SuperTest and Frama-C: a Clash of Titans
A. Maroneze (Frama-C), V. Yaglamunov & M. Beemster (Solid Sands) - 16th Nov 2022This post has been co-written with Solid Sands; it is also available at the Solid Sands blog.
Some time ago, the Frama-C team entered into a partner agreement with Solid Sands to make use of SuperTest, a very thorough test suite for C compilers and libraries. From basic syntactic tests to comprehensive libc functions, this suite helps to ensure the quality of compilers and libraries as well as their conformance to different standards.
Naturally, we asked ourselves: what happens if we use SuperTest and Frama-C to verify each other?

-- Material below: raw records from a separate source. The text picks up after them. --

//! Plain-text extraction from uploaded resume documents.
//!
//! Extraction is CPU-bound and the PDF parser is not panic-free on hostile
//! input, so callers run it through [`extract_blocking`] on the blocking pool.

use std::sync::Arc;

use bytes::Bytes;
use thiserror::Error;
use tracing::debug;

#[derive(Debug, Error)]
pub enum ExtractError {
    #[error("Document is not a readable PDF: {0}")]
    InvalidPdf(String),

    #[error("Text extraction aborted: {0}")]
    Aborted(String),
}

/// Turns raw document bytes into plain text.
///
/// Carried in `AppState` as `Arc<dyn TextExtractor>` so router tests can
/// substitute a canned extractor.
pub trait TextExtractor: Send + Sync {
    fn extract(&self, data: &[u8]) -> Result<String, ExtractError>;
}

/// PDF extractor backed by `pdf-extract`.
///
/// Pages are concatenated in document order and the result is trimmed.
pub struct PdfTextExtractor;

impl TextExtractor for PdfTextExtractor {
    fn extract(&self, data: &[u8]) -> Result<String, ExtractError> {
        let text = pdf_extract::extract_text_from_mem(data)
            .map_err(|e| ExtractError::InvalidPdf(e.to_string()))?;

        debug!("Extracted {} characters from PDF", text.chars().count());

        Ok(text.trim().to_string())
    }
}

/// Runs `extractor` on the blocking thread pool.
/// A panic inside the extractor surfaces as [`ExtractError::Aborted`].
pub async fn extract_blocking(
    extractor: Arc<dyn TextExtractor>,
    data: Bytes,
) -> Result<String, ExtractError> {
    tokio::task::spawn_blocking(move || extractor.extract(&data))
        .await
        .map_err(|e| ExtractError::Aborted(e.to_string()))?
}
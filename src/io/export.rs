//! CSV export for optimization run records.

use std::fs::File;
use std::io::{self, Write};
use std::path::Path;

use crate::opt::types::RunRecord;

/// Schema v1 column header for CSV run export.
const HEADER: &str = "run,before_a_kw,before_b_kw,before_c_kw,\
                      after_a_kw,after_b_kw,after_c_kw,\
                      total_savings_kw,peak_reduction_kw,savings_percent,floor_hits";

/// Exports run records to a CSV file at the given path.
///
/// Writes a header row followed by one data row per run using the
/// schema v1 column layout. Produces deterministic output for identical
/// inputs.
///
/// # Errors
///
/// Returns an `io::Error` if file creation or writing fails.
pub fn export_csv(records: &[RunRecord], path: &Path) -> io::Result<()> {
    let file = File::create(path)?;
    let buf = io::BufWriter::new(file);
    write_csv(records, buf)
}

/// Writes run records as CSV to any writer.
///
/// # Errors
///
/// Returns an `io::Error` if writing fails.
pub fn write_csv(records: &[RunRecord], writer: impl Write) -> io::Result<()> {
    let mut wtr = csv::WriterBuilder::new().from_writer(writer);

    // Header
    wtr.write_record(HEADER.split(',').map(str::trim))?;

    // Data rows
    for r in records {
        let before = r.before.values();
        let after = r.after.values();
        wtr.write_record(&[
            r.run.to_string(),
            before[0].to_string(),
            before[1].to_string(),
            before[2].to_string(),
            after[0].to_string(),
            after[1].to_string(),
            after[2].to_string(),
            r.metrics.total_savings_kw.to_string(),
            r.metrics.peak_reduction_kw.to_string(),
            format!("{:.2}", r.metrics.savings_percent),
            r.floor_hits.to_string(),
        ])?;
    }

    wtr.flush()?;
    Ok(())
}

#[cfg(test)]
mod tests {
    use super::*;
    use crate::opt::metrics::compute_metrics;
    use crate::opt::types::LoadVector;

    fn make_record(run: usize) -> RunRecord {
        let before = LoadVector::new([60, 80, 45]);
        let after = LoadVector::new([40, 60, 35]);
        RunRecord {
            run,
            metrics: compute_metrics(&before, &after),
            before,
            after,
            floor_hits: 0,
        }
    }

    #[test]
    fn header_matches_schema_v1() {
        let records = vec![make_record(0)];
        let mut buf = Vec::new();
        write_csv(&records, &mut buf).ok();
        let output = String::from_utf8(buf).ok();
        let first_line = output.as_deref().unwrap_or("").lines().next().unwrap_or("");
        assert_eq!(
            first_line,
            "run,before_a_kw,before_b_kw,before_c_kw,\
             after_a_kw,after_b_kw,after_c_kw,\
             total_savings_kw,peak_reduction_kw,savings_percent,floor_hits"
        );
    }

    #[test]
    fn row_count_matches_record_count() {
        let records: Vec<RunRecord> = (0..8).map(make_record).collect();
        let mut buf = Vec::new();
        write_csv(&records, &mut buf).ok();
        let output = String::from_utf8(buf).ok();
        let lines: Vec<&str> = output.as_deref().unwrap_or("").lines().collect();
        // 1 header + 8 data rows
        assert_eq!(lines.len(), 9);
    }

    #[test]
    fn deterministic_output() {
        let records: Vec<RunRecord> = (0..5).map(make_record).collect();
        let mut buf1 = Vec::new();
        let mut buf2 = Vec::new();
        write_csv(&records, &mut buf1).ok();
        write_csv(&records, &mut buf2).ok();
        assert_eq!(buf1, buf2);
    }

    #[test]
    fn round_trip_parseable() {
        let records: Vec<RunRecord> = (0..3).map(make_record).collect();
        let mut buf = Vec::new();
        write_csv(&records, &mut buf).ok();

        let mut rdr = csv::ReaderBuilder::new().from_reader(buf.as_slice());
        let headers = rdr.headers().cloned().ok();
        assert_eq!(headers.as_ref().map(csv::StringRecord::len), Some(11));

        let mut row_count = 0;
        for record in rdr.records() {
            let rec = record.ok();
            assert!(rec.is_some(), "every row should parse");
            let rec = rec.as_ref();
            // kW columns parse as i64
            for i in 1..9 {
                let val: Result<i64, _> = rec.unwrap()[i].parse();
                assert!(val.is_ok(), "column {i} should parse as i64");
            }
            // savings_percent parses as f64
            let pct: Result<f64, _> = rec.unwrap()[9].parse();
            assert!(pct.is_ok(), "savings_percent column should parse as f64");
            row_count += 1;
        }
        assert_eq!(row_count, 3);
    }

    #[test]
    fn percent_column_keeps_two_decimals() {
        let records = vec![make_record(0)];
        let mut buf = Vec::new();
        write_csv(&records, &mut buf).ok();
        let output = String::from_utf8(buf).unwrap_or_default();
        let data_line = output.lines().nth(1).unwrap_or("");
        assert!(data_line.contains("27.03"), "line was: {data_line}");
    }
}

This blog post summarizes the results of this exchange.
Testing a verifier, verifying a test suite
Frama-C is not a compiler, but it has many similarities: it parses programs, types them, and produces an AST. More importantly, it can analyze tests semantically.
SuperTest is not a normal program, but a collection of, sometimes contrived, tests that touch every aspect of C. It will stress any tool that processes C. Its positive tests should be strictly conforming to the C standard.
Given enough C programs, cracks will appear
Solid Sands has analyzed many implementations of C and C analysis tools. It has never seen any implementation that is free of error. That is not to say that there are no good implementations. It is just that in the corners of the C language there are things that you can easily trip over. Another difficult issue to get right is the precision of diagnostics. Thus, some errors in Frama-C were to be expected as well.
From Frama-C’s previous experience with test suites and benchmarks, at least some semantic bugs in SuperTest were to be expected: given a sufficiently large set of C programs, and given the large amount of subtle semantic aspects in the language, it is statistically unlikely to obtain such a suite completely free of undefined behaviors, be them portability issues, non-deterministic cases, or simply bugs. This was already the case with NIST’s Juliet C/C++ testsuite, [J. Moerman’s 2018 bachelor’s thesis test suite (JM2018TS)(https://github.com/JMoerman/JM2018TS), TrailOfBits’ version of the DARPA Challenge Binaries, and other test suites and benchmarks we ran Frama-C on.
Eva to the rescue
The Eva plug-in of Frama-C is particularly efficient for this kind of scenario: mostly automatic execution, no (or few) specifications needed, great precision due to small test sizes.
After an initial setup to configure parsing and adjust a few stubs (e.g. so that Eva will consider the most general case), it is often easy to run Frama-C and obtain precise results in a few minutes. In SuperTest, interpreting the results is made easier by the fact that test cases are named and structured according to the corresponding C standard features they test.
Given enough C programs, Frama-C will fail to parse some
Before starting the test campaign, The Frama-C team expected Frama-C to not completely succeed with it. Frama-C’s parser is not 100% compatible with C99/C11/etc: it tends to be too lenient. The main reasons being that:
- Frama-C does not compile the code, so the user will have to write syntactically valid C code in the end; historically, Frama-C delegates some checks to the compiler;
- Frama-C focuses on semantic analyses, leaving the thorny bits of syntactical issues to other, better-suited tools. For instance, Frama-C does not even have its own preprocessor.
Nowadays, we strive to make Frama-C as syntactically compliant as possible, but there are still a few remaining spots requiring some polish. This effort certainly helps with that.
Results: unsurprising, but interesting nonetheless
Unsurprisingly, we found both kinds of issues: some semantic issues in SuperTest, and some syntactic shortcomings in the case of Frama-C. Actually, we found more of the latter than the former.
Fortunately, we found no major problems. The issues found in SuperTest are of little relevance for critical and embedded systems - for instance, issues related to wide characters (wchar.h
). We believe two reasons for that are:
- Many tools and frameworks decide not to support these functions, since they are rarely used in the domain of embedded systems;
- The issues were related to portability, and thus undetectable in some architectural configurations.
Very wide coverage
SuperTest is exhaustive with respect to the C standard library, while Frama-C’s ACSL specifications are iteratively added on a best-effort basis. SuperTest contains tests for features which are not covered by Frama-C, such as complex numbers, some C11 constructs, and several library files and functions for which Frama-C does not yet provide an ACSL specification. Thus SuperTest is likely to remain relevant for future Frama-C evolutions, and reciprocally, improving Frama-C and maintaining SuperTest up to date can help with future findings.
Final score: win-win
Overall, this interchange between CEA LIST and Solid Sands has proven beneficial to both: setting up a recurrent run of Frama-C on SuperTest prevents regressions and also benefits from evolutions to Frama-C itself; on the other hand, Frama-C can improve its syntactic support thanks to SuperTest.